Depuis 1992, 30 ans ce mois d’avril, l’asbl Une note pour chacun organise des activités musicales pour les enfants malades dans quatre hôpitaux bruxellois. Grâce à leurs instruments, les musiciens introduisent une dimension créative et imaginaire au cœur des services pédiatriques. Le temps d’une matinée, Hospichild a accompagné Christian Merveille, président de l’association, musicien et poète, ainsi que Pascale de Laveleye, fondatrice et musicienne, au sein de la petite école de l’Hôpital des Enfants. Reportage. 

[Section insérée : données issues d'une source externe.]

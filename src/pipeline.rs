//! Pipeline
//!
//! The fit/transform/predict contracts shared by every model in the crate,
//! adapters between them, and JSON persistence.
use std::fs;
use std::path::Path;

use serde::{de::DeserializeOwned, Serialize};

use crate::errors::CalibrationError;

/// Anything that learns state from data.
pub trait Estimator {
    /// Input data type, e.g. `[f64]` for one-dimensional models.
    type Input: ?Sized;

    /// Fit the model.
    ///
    /// * `x` - Training inputs.
    /// * `y` - Training targets. Supervised models reject `None`.
    fn fit(&mut self, x: &Self::Input, y: Option<&[f64]>) -> Result<&mut Self, CalibrationError>;
}

/// An estimator that maps inputs to a new representation.
pub trait Transformer: Estimator {
    /// Apply the fitted transformation.
    fn transform(&self, x: &Self::Input) -> Result<Vec<f64>, CalibrationError>;

    /// Fit, then transform the training inputs.
    fn fit_transform(&mut self, x: &Self::Input, y: Option<&[f64]>) -> Result<Vec<f64>, CalibrationError> {
        self.fit(x, y)?;
        self.transform(x)
    }
}

/// An estimator that predicts a real-valued target.
pub trait Regressor: Estimator {
    /// Predict on fitted data.
    fn predict(&self, x: &Self::Input) -> Result<Vec<f64>, CalibrationError>;
}

/// Exposes a regressor's predictions as a transform, so a model such as a
/// regression ensemble can sit in the middle of a pipeline.
#[derive(Clone, Debug)]
pub struct RegressorTransformer<R> {
    regressor: R,
}

impl<R: Regressor> RegressorTransformer<R> {
    pub fn new(regressor: R) -> Self {
        RegressorTransformer { regressor }
    }

    /// The wrapped regressor.
    pub fn inner(&self) -> &R {
        &self.regressor
    }

    pub fn into_inner(self) -> R {
        self.regressor
    }
}

impl<R: Regressor> Estimator for RegressorTransformer<R> {
    type Input = R::Input;

    fn fit(&mut self, x: &Self::Input, y: Option<&[f64]>) -> Result<&mut Self, CalibrationError> {
        self.regressor.fit(x, y)?;
        Ok(self)
    }
}

impl<R: Regressor> Transformer for RegressorTransformer<R> {
    fn transform(&self, x: &Self::Input) -> Result<Vec<f64>, CalibrationError> {
        self.regressor.predict(x)
    }
}

impl<R: Regressor> Regressor for RegressorTransformer<R> {
    fn predict(&self, x: &Self::Input) -> Result<Vec<f64>, CalibrationError> {
        self.regressor.predict(x)
    }
}

/// Two stage pipeline: a transformer whose output feeds a one-dimensional
/// estimator.
///
/// Both stages are fit on the same targets; the second stage sees the first
/// stage's transform of the training inputs.
#[derive(Clone, Debug)]
pub struct Pipeline<T, E> {
    pub first: T,
    pub last: E,
}

impl<T, E> Pipeline<T, E>
where
    T: Transformer,
    E: Estimator<Input = [f64]>,
{
    pub fn new(first: T, last: E) -> Self {
        Pipeline { first, last }
    }
}

impl<T, E> Estimator for Pipeline<T, E>
where
    T: Transformer,
    E: Estimator<Input = [f64]>,
{
    type Input = T::Input;

    fn fit(&mut self, x: &Self::Input, y: Option<&[f64]>) -> Result<&mut Self, CalibrationError> {
        let z = self.first.fit_transform(x, y)?;
        self.last.fit(z.as_slice(), y)?;
        Ok(self)
    }
}

impl<T, E> Transformer for Pipeline<T, E>
where
    T: Transformer,
    E: Transformer<Input = [f64]>,
{
    fn transform(&self, x: &Self::Input) -> Result<Vec<f64>, CalibrationError> {
        let z = self.first.transform(x)?;
        self.last.transform(z.as_slice())
    }
}

impl<T, E> Regressor for Pipeline<T, E>
where
    T: Transformer,
    E: Regressor<Input = [f64]>,
{
    fn predict(&self, x: &Self::Input) -> Result<Vec<f64>, CalibrationError> {
        let z = self.first.transform(x)?;
        self.last.predict(z.as_slice())
    }
}

/// JSON persistence for estimators and their configurations.
///
/// Fitted state travels with the parameters, so a loaded calibrator or
/// scaler transforms exactly like the one that was saved. Malformed fitted
/// state is rejected with [`CalibrationError::UnableToRead`].
pub trait ModelIO: Serialize + DeserializeOwned + Sized {
    /// Write the JSON form to `path`, replacing any existing file.
    fn save_model<P: AsRef<Path>>(&self, path: P) -> Result<(), CalibrationError> {
        fs::write(path, self.json_dump()?).map_err(|e| CalibrationError::UnableToWrite(e.to_string()))
    }

    /// JSON form, parameters and fitted state.
    fn json_dump(&self) -> Result<String, CalibrationError> {
        serde_json::to_string(self).map_err(|e| CalibrationError::UnableToWrite(e.to_string()))
    }

    /// Rebuild from the output of [`ModelIO::json_dump`]. Missing parameters
    /// take their defaults.
    fn from_json(json_str: &str) -> Result<Self, CalibrationError> {
        serde_json::from_str::<Self>(json_str).map_err(|e| CalibrationError::UnableToRead(e.to_string()))
    }

    /// Read a file written by [`ModelIO::save_model`].
    fn load_model<P: AsRef<Path>>(path: P) -> Result<Self, CalibrationError> {
        let json_str = fs::read_to_string(path).map_err(|e| CalibrationError::UnableToRead(e.to_string()))?;
        Self::from_json(&json_str)
    }
}
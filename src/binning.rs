//! Binning
//!
//! Splits a one-dimensional score into contiguous buckets and aggregates
//! targets per bucket.
//!
//! Buckets are described by `k + 1` non-decreasing edges. Bucket `i` covers
//! the right-closed interval `(edges[i], edges[i + 1]]`, except bucket `0`,
//! which also owns `edges[0]` itself.
use std::fmt;
use std::str::FromStr;

use log::warn;
use serde::{Deserialize, Serialize};

use crate::constants::RANGE_PADDING;
use crate::errors::CalibrationError;
use crate::utils::{items_to_strings, sorted_copy};

/// Policy used to place bucket edges.
#[derive(Serialize, Deserialize, Clone, Copy, PartialEq, Eq, Debug, Default)]
pub enum BinningMethod {
    /// Edges at empirical quantiles; buckets hold equal counts.
    #[default]
    #[serde(rename = "quantile")]
    Quantile,
    /// Edges evenly spaced between the minimum and maximum.
    #[serde(rename = "equal")]
    EqualWidth,
}

impl FromStr for BinningMethod {
    type Err = CalibrationError;

    fn from_str(s: &str) -> Result<Self, Self::Err> {
        match s {
            "quantile" => Ok(BinningMethod::Quantile),
            "equal" => Ok(BinningMethod::EqualWidth),
            _ => Err(CalibrationError::InvalidConfiguration(
                s.to_string(),
                "method".to_string(),
                items_to_strings(vec!["quantile", "equal"]),
            )),
        }
    }
}

impl fmt::Display for BinningMethod {
    fn fmt(&self, f: &mut fmt::Formatter<'_>) -> fmt::Result {
        match self {
            BinningMethod::Quantile => write!(f, "quantile"),
            BinningMethod::EqualWidth => write!(f, "equal"),
        }
    }
}

/// Compute bucket edges for `v` under the given policy.
///
/// * `v` - Non-empty, finite values.
/// * `n_buckets` - Requested number of buckets, at least one.
pub fn bucket_edges(v: &[f64], n_buckets: usize, method: BinningMethod) -> Vec<f64> {
    match method {
        BinningMethod::Quantile => quantile_edges(v, n_buckets),
        BinningMethod::EqualWidth => equal_width_edges(v, n_buckets),
    }
}

/// Edges at the empirical quantiles `j / k`.
///
/// Edge `j` is the smallest value whose empirical CDF reaches `j / k`,
/// that is `sorted[ceil(j * n / k) - 1]`. Ties can produce repeated edges;
/// those are collapsed, leaving fewer buckets than requested.
fn quantile_edges(v: &[f64], n_buckets: usize) -> Vec<f64> {
    let sorted = sorted_copy(v);
    let n = sorted.len();
    let mut edges = Vec::with_capacity(n_buckets + 1);
    edges.push(sorted[0]);
    for j in 1..=n_buckets {
        let rank = (j * n).div_ceil(n_buckets);
        edges.push(sorted[rank - 1]);
    }
    edges.dedup();

    if edges.len() == 1 {
        // Every value is identical, a single closed bucket.
        edges.push(edges[0]);
    }
    if edges.len() - 1 < n_buckets {
        warn!(
            "Only {} distinct quantile buckets could be formed out of {} requested.",
            edges.len() - 1,
            n_buckets
        );
    }
    edges
}

/// Edges evenly spaced over `[min, max]`.
fn equal_width_edges(v: &[f64], n_buckets: usize) -> Vec<f64> {
    let (mut lo, mut hi) = v
        .iter()
        .fold((f64::INFINITY, f64::NEG_INFINITY), |(lo, hi), &x| (lo.min(x), hi.max(x)));
    if lo == hi {
        lo -= if lo == 0.0 { RANGE_PADDING } else { RANGE_PADDING * lo.abs() };
        hi += if hi == 0.0 { RANGE_PADDING } else { RANGE_PADDING * hi.abs() };
    }
    let width = hi - lo;
    let mut edges: Vec<f64> = (0..n_buckets)
        .map(|j| {
            if width.is_finite() {
                lo + width * (j as f64) / (n_buckets as f64)
            } else {
                // Range wider than f64::MAX, interpolate without forming it.
                let t = j as f64 / n_buckets as f64;
                lo * (1.0 - t) + hi * t
            }
        })
        .collect();
    edges.push(hi);
    edges
}

/// Index of the bucket containing `value`.
///
/// Values at or below the first edge fall in bucket `0`, values above
/// the last edge fall in the last bucket. `value` must not be NaN.
#[inline]
pub fn bucket_index(edges: &[f64], value: f64) -> usize {
    let n_buckets = edges.len() - 1;
    // First interior edge that is >= value closes the bucket.
    edges[1..].partition_point(|&e| e < value).min(n_buckets - 1)
}

/// Mean of `y` per bucket of `x`. Buckets with no members are `None`.
pub fn bucket_means(edges: &[f64], x: &[f64], y: &[f64]) -> Vec<Option<f64>> {
    let n_buckets = edges.len() - 1;
    let mut sums = vec![0.0; n_buckets];
    let mut counts = vec![0usize; n_buckets];
    for (&xi, &yi) in x.iter().zip(y) {
        let b = bucket_index(edges, xi);
        sums[b] += yi;
        counts[b] += 1;
    }
    sums.into_iter()
        .zip(counts)
        .map(|(s, c)| if c == 0 { None } else { Some(s / c as f64) })
        .collect()
}

/// Fill empty buckets.
///
/// Interior gaps are linearly interpolated by bucket position between the
/// nearest filled neighbours. Leading and trailing gaps take the value of
/// the nearest filled bucket. Returns `None` if every bucket is empty.
pub fn fill_empty(means: &[Option<f64>]) -> Option<Vec<f64>> {
    let filled: Vec<usize> = means
        .iter()
        .enumerate()
        .filter_map(|(i, m)| m.map(|_| i))
        .collect();
    let (&first, &last) = (filled.first()?, filled.last()?);

    let mut out = Vec::with_capacity(means.len());
    let mut right = 0;
    for (i, m) in means.iter().enumerate() {
        match m {
            Some(v) => out.push(*v),
            None if i < first => out.push(means[first]?),
            None if i > last => out.push(means[last]?),
            None => {
                while filled[right] < i {
                    right += 1;
                }
                let (l, r) = (filled[right - 1], filled[right]);
                let (yl, yr) = (means[l]?, means[r]?);
                let frac = (i - l) as f64 / (r - l) as f64;
                out.push(yl + (yr - yl) * frac);
            }
        }
    }
    Some(out)
}
use serde::Serialize;

use crate::values::{
    ACCESS_TOKEN, API_BASE_URL, APP_SECRET, CONFIG_ENV, IMAGE_MODE, IMAGE_PLACEHOLDER_URL,
    REPLY_MODE, REPLY_PREFIX, REPLY_TEXT, SEND_TIMEOUT_MS, VERIFY_TOKEN, Values,
};

#[derive(Debug, Serialize)]
pub struct Requirements {
    pub config: RequirementGroup,
    pub secrets: RequirementGroup,
}

#[derive(Debug, Serialize, Default)]
pub struct RequirementGroup {
    pub required: Vec<FieldRequirement>,
    pub optional: Vec<FieldRequirement>,
}

#[derive(Debug, Serialize)]
pub struct FieldRequirement {
    pub key: &'static str,
    pub env: &'static str,
    pub description: &'static str,
}

#[derive(Debug, Default, Serialize)]
pub struct ValidationReport {
    pub missing_config: Vec<String>,
    pub missing_secrets: Vec<String>,
}

impl ValidationReport {
    pub fn is_empty(&self) -> bool {
        self.missing_config.is_empty() && self.missing_secrets.is_empty()
    }
}

fn config_field(key: &'static str, description: &'static str) -> FieldRequirement {
    let env = CONFIG_ENV
        .iter()
        .find(|(name, _)| *name == key)
        .map(|(_, env)| *env)
        .unwrap_or(key);
    FieldRequirement {
        key,
        env,
        description,
    }
}

fn secret_field(key: &'static str, description: &'static str) -> FieldRequirement {
    FieldRequirement {
        key,
        env: key,
        description,
    }
}

impl Requirements {
    pub fn relay() -> Self {
        Self {
            config: RequirementGroup {
                required: vec![config_field(API_BASE_URL, "base URL of the send API")],
                optional: vec![
                    config_field(REPLY_MODE, "prefix, echo or fixed"),
                    config_field(REPLY_PREFIX, "text placed before the echoed message"),
                    config_field(REPLY_TEXT, "reply used by the fixed mode"),
                    config_field(IMAGE_MODE, "placeholder or inbound"),
                    config_field(IMAGE_PLACEHOLDER_URL, "image sent back for inbound images"),
                    config_field(SEND_TIMEOUT_MS, "deadline for the sends of one delivery"),
                ],
            },
            secrets: RequirementGroup {
                required: vec![
                    secret_field(ACCESS_TOKEN, "page access token for the send API"),
                    secret_field(VERIFY_TOKEN, "token expected in the subscription handshake"),
                    secret_field(APP_SECRET, "app secret signing inbound deliveries"),
                ],
                optional: Vec::new(),
            },
        }
    }

    pub fn validate(&self, values: &Values) -> ValidationReport {
        let mut report = ValidationReport::default();
        for field in &self.config.required {
            if values.config_str(field.key).is_none() {
                report.missing_config.push(field.env.to_string());
            }
        }
        for field in &self.secrets.required {
            if values.secret_str(field.key).is_none() {
                report.missing_secrets.push(field.env.to_string());
            }
        }
        report
    }
}

#[cfg(test)]
mod tests {
    use super::*;
    use serde_json::Value;

    #[test]
    fn relay_requires_endpoint_and_secrets() {
        let req = Requirements::relay();
        assert_eq!(req.config.required.len(), 1);
        assert_eq!(req.config.required[0].env, "GRAPHQL_URL");
        assert_eq!(req.secrets.required.len(), 3);
    }

    #[test]
    fn validation_reports_missing_values() {
        let mut values = Values::default();
        values.config.insert(
            API_BASE_URL.to_string(),
            Value::String("https://graph.example.test".to_string()),
        );
        values
            .secrets
            .insert(ACCESS_TOKEN.to_string(), Value::String("token".to_string()));
        let report = Requirements::relay().validate(&values);
        assert!(report.missing_config.is_empty());
        assert_eq!(
            report.missing_secrets,
            vec!["VERIFY_TOKEN".to_string(), "FACEBOOK_APP_SECRET".to_string()]
        );
        assert!(!report.is_empty());
    }

    #[test]
    fn complete_values_pass() {
        let values = Values::from_lookup(|name| match name {
            "GRAPHQL_URL" => Some("https://graph.example.test".into()),
            "ACCESS_TOKEN" | "VERIFY_TOKEN" | "FACEBOOK_APP_SECRET" => Some("x".into()),
            _ => None,
        });
        assert!(Requirements::relay().validate(&values).is_empty());
    }
}
//! `X-Hub-Signature` verification for inbound webhook deliveries.
//!
//! The platform signs every POST body with HMAC-SHA1 keyed by the app secret
//! and sends the digest as `sha1=<hex>`. Anything that does not match that
//! shape, names another algorithm or carries a different digest is rejected.

use hmac::{Hmac, Mac};
use sha1::Sha1;
use tracing::debug;

pub const SIGNATURE_HEADER: &str = "x-hub-signature";
const ALGORITHM: &str = "sha1";

type HmacSha1 = Hmac<Sha1>;

/// Returns `true` only when `header` is `sha1=<hex>` and the digest matches
/// the HMAC-SHA1 of `body` under `secret`.
pub fn verify_signature(body: &[u8], header: &str, secret: &[u8]) -> bool {
    let mut parts = header.split('=');
    let (algorithm, digest) = match (parts.next(), parts.next(), parts.next()) {
        (Some(algorithm), Some(digest), None) => (algorithm, digest),
        _ => {
            debug!("signature header does not have the expected format");
            return false;
        }
    };
    if algorithm != ALGORITHM {
        debug!(algorithm, "signature algorithm not supported");
        return false;
    }
    let expected = match hex::decode(digest) {
        Ok(bytes) if !bytes.is_empty() => bytes,
        _ => {
            debug!("signature digest is not valid hex");
            return false;
        }
    };
    let mut mac = match HmacSha1::new_from_slice(secret) {
        Ok(mac) => mac,
        Err(_) => return false,
    };
    mac.update(body);
    mac.verify_slice(&expected).is_ok()
}

/// Computes the header value the platform would send for `body`.
pub fn sign_payload(body: &[u8], secret: &[u8]) -> String {
    let mut mac = HmacSha1::new_from_slice(secret).expect("HMAC accepts keys of any length");
    mac.update(body);
    let digest = mac.finalize().into_bytes();
    format!("{ALGORITHM}={}", hex::encode(digest))
}
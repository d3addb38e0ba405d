use serde::{Deserialize, Serialize};

use crate::envelope::MediaKind;

#[derive(Debug, Clone, PartialEq, Eq, thiserror::Error)]
pub enum PayloadError {
    #[error("message text can't be empty")]
    EmptyText,
}

/// Body of the send API call: one recipient and exactly one message.
#[derive(Debug, Clone, PartialEq, Eq, Serialize, Deserialize)]
pub struct OutboundPayload {
    pub recipient: Recipient,
    pub message: OutboundMessage,
}

#[derive(Debug, Clone, PartialEq, Eq, Serialize, Deserialize)]
pub struct Recipient {
    pub id: String,
}

#[derive(Debug, Clone, PartialEq, Eq, Serialize, Deserialize)]
#[serde(untagged)]
pub enum OutboundMessage {
    Text { text: MessageText },
    Attachment { attachment: MediaAttachment },
}

#[derive(Debug, Clone, PartialEq, Eq, Serialize, Deserialize)]
#[serde(try_from = "String", into = "String")]
pub struct MessageText(String);

impl MessageText {
    pub fn new(text: impl Into<String>) -> Result<Self, PayloadError> {
        let text = text.into();
        if text.is_empty() {
            return Err(PayloadError::EmptyText);
        }
        Ok(Self(text))
    }

    pub fn as_str(&self) -> &str {
        &self.0
    }
}

impl TryFrom<String> for MessageText {
    type Error = PayloadError;

    fn try_from(value: String) -> Result<Self, Self::Error> {
        MessageText::new(value)
    }
}

impl From<MessageText> for String {
    fn from(text: MessageText) -> Self {
        text.0
    }
}

#[derive(Debug, Clone, PartialEq, Eq, Serialize, Deserialize)]
pub struct MediaAttachment {
    #[serde(rename = "type")]
    pub kind: MediaKind,
    pub payload: MediaSource,
}

#[derive(Debug, Clone, PartialEq, Eq, Serialize, Deserialize)]
pub struct MediaSource {
    pub url: String,
}

impl OutboundPayload {
    pub fn text(recipient: impl Into<String>, text: impl Into<String>) -> Result<Self, PayloadError> {
        Ok(Self {
            recipient: Recipient {
                id: recipient.into(),
            },
            message: OutboundMessage::Text {
                text: MessageText::new(text)?,
            },
        })
    }

    pub fn attachment(
        recipient: impl Into<String>,
        kind: MediaKind,
        url: impl Into<String>,
    ) -> Self {
        Self {
            recipient: Recipient {
                id: recipient.into(),
            },
            message: OutboundMessage::Attachment {
                attachment: MediaAttachment {
                    kind,
                    payload: MediaSource { url: url.into() },
                },
            },
        }
    }

    pub fn recipient_id(&self) -> &str {
        &self.recipient.id
    }

    /// Short label for logs: `text` or the media kind.
    pub fn kind(&self) -> &'static str {
        match &self.message {
            OutboundMessage::Text { .. } => "text",
            OutboundMessage::Attachment { attachment } => attachment.kind.as_str(),
        }
    }

    pub fn to_json_bytes(&self) -> Result<Vec<u8>, serde_json::Error> {
        serde_json::to_vec(self)
    }
}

Pascale de Laveleye, fondatrice et musicienne et Christian Merveille, président de l’association, musicien et poète –  © Sofia Douieb

 

Dans la classe maternelle de l’école Robert Dubois ce matin-là, une ribambelle d’enfants, malades et/ou hospitalisés au sein du service pédiatrique de l’Huderf, s’étaient regroupés autour de la grande table où des jus, des biscuits et toute sortes de petits encas leur étaient proposé. Parmi eux, certains étaient sous oxygène, d’autres portaient des bandages ici ou là, d’autres encore étaient assis sur des chaises roulantes. Mais tous chantaient à tue-tête en riant de bon cœur. Leur chef d’orchestre : Pascale de Laveleye, fondatrice d’Une note pour chacun et musicienne. Ils entonnaient les paroles de « Marmiton », une chanson que les enfants ont eux-mêmes écrite et enregistrée (dans le cadre du projet « La culture a de la classe » subsidié par la Cocof).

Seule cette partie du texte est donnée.